__TASK STATEMENT__
The response must consist of each line in the listing that has the word "should" in it.

__PROVIDED DATA__

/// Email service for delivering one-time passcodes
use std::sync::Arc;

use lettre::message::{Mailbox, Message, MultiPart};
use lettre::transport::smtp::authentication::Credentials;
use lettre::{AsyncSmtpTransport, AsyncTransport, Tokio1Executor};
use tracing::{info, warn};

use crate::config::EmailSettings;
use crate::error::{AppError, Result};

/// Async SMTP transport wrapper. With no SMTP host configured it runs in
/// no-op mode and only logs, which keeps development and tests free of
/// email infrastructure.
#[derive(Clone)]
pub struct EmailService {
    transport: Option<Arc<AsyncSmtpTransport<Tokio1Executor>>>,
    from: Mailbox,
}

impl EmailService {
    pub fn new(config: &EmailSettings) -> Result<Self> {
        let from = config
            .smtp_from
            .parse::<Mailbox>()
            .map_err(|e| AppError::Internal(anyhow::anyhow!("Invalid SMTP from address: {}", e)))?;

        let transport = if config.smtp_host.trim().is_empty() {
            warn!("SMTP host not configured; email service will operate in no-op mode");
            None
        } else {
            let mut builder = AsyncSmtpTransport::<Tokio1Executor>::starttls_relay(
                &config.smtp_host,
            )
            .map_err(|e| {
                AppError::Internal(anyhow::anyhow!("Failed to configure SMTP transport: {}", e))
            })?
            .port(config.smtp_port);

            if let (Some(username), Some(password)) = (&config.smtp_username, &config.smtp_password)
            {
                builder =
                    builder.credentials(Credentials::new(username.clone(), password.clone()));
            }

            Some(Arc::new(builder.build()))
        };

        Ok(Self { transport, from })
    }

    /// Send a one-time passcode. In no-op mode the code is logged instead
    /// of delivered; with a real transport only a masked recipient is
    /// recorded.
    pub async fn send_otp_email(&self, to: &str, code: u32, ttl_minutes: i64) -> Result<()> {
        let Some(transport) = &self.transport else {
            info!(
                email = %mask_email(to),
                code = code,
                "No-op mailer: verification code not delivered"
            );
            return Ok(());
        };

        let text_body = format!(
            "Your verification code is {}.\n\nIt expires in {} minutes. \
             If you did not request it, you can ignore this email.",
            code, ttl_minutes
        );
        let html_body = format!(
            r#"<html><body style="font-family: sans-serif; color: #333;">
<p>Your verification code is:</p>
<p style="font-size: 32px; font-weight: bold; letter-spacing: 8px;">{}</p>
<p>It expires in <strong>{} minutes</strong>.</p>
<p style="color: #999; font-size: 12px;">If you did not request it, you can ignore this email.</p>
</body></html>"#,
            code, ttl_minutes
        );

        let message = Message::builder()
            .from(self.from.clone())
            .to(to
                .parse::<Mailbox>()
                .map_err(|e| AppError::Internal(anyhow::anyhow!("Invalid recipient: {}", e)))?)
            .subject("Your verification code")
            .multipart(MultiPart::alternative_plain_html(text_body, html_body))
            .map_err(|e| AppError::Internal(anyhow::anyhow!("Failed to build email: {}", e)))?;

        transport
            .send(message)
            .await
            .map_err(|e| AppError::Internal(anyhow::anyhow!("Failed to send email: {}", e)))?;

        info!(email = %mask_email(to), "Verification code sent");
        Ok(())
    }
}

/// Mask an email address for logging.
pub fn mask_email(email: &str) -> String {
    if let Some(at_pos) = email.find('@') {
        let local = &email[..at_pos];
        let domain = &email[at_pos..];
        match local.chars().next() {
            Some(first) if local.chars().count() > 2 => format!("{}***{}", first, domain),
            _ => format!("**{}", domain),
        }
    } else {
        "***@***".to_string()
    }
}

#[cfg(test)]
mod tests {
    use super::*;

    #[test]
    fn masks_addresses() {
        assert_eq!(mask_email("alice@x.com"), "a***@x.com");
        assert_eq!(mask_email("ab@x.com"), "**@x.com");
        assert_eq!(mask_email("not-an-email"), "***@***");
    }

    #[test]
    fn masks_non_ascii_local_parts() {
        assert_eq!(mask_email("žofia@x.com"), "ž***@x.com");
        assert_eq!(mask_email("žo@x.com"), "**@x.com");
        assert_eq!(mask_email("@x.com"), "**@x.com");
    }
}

* * *

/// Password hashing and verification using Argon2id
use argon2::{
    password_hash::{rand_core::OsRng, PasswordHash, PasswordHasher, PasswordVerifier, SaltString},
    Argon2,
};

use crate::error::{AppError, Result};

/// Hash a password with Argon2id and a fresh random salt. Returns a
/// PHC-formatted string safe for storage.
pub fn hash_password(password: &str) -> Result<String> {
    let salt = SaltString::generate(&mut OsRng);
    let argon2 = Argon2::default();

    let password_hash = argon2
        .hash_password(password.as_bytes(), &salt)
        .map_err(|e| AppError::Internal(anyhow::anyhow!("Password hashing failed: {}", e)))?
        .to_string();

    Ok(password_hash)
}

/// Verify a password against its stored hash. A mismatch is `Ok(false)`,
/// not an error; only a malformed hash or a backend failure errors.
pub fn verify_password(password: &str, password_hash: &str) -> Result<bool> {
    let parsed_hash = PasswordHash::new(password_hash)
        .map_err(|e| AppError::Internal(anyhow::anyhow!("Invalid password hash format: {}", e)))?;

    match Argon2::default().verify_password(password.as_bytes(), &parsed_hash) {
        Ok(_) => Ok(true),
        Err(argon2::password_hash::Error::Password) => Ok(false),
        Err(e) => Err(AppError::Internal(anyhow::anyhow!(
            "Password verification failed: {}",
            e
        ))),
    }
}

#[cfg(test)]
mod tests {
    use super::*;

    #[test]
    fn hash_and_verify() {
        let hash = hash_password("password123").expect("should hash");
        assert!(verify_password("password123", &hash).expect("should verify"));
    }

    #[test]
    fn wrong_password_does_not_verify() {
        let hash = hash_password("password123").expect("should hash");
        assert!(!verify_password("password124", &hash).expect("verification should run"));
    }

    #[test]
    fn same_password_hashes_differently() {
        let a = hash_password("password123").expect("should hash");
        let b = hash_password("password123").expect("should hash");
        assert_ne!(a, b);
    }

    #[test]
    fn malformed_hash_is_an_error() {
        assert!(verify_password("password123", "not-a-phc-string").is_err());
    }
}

* * *

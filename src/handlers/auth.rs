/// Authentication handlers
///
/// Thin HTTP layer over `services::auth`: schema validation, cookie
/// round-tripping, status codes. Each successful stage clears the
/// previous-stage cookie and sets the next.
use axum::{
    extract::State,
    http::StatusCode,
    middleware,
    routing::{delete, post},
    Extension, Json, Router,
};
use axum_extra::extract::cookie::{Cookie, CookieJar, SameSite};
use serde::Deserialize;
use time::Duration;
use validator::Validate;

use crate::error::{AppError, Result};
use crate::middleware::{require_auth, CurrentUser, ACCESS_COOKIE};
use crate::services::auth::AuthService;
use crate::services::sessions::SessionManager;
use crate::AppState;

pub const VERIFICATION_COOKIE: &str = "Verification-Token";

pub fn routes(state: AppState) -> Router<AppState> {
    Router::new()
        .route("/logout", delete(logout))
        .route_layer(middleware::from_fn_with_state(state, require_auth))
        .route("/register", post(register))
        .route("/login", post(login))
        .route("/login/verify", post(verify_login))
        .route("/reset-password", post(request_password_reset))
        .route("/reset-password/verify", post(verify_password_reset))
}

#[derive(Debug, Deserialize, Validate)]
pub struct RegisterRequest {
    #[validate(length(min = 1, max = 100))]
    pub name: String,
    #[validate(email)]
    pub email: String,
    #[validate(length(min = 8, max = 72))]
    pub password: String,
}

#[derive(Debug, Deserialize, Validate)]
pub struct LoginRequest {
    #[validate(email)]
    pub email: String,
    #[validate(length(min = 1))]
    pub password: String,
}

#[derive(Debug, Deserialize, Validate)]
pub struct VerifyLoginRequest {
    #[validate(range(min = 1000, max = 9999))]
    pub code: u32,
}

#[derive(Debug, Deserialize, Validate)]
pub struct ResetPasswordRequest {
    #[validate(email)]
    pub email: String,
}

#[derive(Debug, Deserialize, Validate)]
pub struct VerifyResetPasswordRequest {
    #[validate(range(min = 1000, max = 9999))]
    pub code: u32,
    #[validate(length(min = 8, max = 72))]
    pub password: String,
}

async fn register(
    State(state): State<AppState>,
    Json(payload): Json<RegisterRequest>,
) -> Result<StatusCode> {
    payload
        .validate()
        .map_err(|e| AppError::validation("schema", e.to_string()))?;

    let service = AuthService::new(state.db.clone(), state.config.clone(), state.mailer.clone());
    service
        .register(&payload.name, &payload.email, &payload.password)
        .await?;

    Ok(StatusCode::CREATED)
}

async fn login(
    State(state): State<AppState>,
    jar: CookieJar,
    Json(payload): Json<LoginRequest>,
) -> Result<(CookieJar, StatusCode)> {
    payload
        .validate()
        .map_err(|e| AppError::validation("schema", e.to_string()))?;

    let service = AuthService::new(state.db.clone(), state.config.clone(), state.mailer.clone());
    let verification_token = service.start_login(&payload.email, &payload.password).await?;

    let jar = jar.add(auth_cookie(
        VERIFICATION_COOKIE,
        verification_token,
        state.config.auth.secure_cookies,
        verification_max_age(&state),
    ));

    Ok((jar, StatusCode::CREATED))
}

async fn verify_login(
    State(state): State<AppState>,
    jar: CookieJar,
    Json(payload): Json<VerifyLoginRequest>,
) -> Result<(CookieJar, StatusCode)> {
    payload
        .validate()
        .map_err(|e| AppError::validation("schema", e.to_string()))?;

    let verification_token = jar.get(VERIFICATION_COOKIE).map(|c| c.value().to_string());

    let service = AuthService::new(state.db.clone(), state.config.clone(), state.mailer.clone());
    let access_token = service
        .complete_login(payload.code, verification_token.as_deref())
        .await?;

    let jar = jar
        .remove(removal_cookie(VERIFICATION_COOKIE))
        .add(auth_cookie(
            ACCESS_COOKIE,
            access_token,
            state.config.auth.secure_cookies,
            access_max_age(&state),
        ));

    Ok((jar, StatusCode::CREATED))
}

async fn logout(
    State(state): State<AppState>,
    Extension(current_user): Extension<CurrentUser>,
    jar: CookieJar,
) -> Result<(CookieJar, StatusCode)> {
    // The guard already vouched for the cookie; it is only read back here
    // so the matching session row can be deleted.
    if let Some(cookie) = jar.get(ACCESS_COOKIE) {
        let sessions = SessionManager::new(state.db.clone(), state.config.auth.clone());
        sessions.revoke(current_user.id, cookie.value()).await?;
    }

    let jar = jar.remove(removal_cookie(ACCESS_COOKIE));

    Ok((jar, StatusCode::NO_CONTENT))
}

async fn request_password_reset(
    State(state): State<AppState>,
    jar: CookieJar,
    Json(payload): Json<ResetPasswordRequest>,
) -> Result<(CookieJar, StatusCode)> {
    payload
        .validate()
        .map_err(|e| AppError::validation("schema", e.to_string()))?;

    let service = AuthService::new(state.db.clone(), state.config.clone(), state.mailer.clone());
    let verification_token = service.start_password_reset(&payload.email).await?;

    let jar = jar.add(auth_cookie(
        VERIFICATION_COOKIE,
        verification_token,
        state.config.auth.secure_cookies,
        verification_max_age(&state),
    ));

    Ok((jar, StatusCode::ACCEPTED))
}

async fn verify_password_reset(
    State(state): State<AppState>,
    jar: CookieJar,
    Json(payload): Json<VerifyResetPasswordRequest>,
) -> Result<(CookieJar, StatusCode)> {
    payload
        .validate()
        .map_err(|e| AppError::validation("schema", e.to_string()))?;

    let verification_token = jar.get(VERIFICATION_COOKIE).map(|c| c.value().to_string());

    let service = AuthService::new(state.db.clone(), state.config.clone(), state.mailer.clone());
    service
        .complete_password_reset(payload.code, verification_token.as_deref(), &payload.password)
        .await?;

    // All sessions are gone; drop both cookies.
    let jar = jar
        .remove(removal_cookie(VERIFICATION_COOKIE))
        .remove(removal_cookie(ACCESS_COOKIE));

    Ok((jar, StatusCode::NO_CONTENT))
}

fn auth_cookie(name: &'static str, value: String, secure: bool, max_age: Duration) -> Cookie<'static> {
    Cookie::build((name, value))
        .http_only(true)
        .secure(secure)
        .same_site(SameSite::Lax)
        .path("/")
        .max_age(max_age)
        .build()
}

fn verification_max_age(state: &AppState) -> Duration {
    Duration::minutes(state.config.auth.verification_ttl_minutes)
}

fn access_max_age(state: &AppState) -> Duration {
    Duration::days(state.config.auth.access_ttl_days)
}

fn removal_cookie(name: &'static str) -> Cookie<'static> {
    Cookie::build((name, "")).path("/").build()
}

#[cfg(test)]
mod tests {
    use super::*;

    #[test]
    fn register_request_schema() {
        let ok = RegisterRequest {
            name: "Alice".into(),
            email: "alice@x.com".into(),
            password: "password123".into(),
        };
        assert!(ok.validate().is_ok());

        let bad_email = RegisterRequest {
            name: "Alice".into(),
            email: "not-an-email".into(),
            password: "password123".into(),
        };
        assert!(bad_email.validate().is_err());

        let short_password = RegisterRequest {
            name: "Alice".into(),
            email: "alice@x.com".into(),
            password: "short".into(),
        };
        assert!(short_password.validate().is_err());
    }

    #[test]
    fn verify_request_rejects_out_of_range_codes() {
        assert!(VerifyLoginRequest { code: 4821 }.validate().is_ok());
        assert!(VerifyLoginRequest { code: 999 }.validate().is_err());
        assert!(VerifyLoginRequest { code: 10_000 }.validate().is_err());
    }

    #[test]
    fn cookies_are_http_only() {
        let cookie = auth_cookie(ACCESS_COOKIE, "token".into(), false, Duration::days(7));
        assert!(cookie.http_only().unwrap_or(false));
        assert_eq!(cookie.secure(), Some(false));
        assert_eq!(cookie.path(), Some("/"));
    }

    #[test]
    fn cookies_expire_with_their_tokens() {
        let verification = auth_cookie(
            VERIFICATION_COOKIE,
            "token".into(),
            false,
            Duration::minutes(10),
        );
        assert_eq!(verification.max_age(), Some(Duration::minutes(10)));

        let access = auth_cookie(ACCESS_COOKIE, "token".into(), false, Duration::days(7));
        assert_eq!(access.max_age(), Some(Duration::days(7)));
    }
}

__EXERCISE SOLUTION__
        let hash = hash_password("password123").expect("should hash");
        assert!(verify_password("password123", &hash).expect("should verify"));
        let hash = hash_password("password123").expect("should hash");
        assert!(!verify_password("password124", &hash).expect("verification should run"));
        let a = hash_password("password123").expect("should hash");
        let b = hash_password("password123").expect("should hash");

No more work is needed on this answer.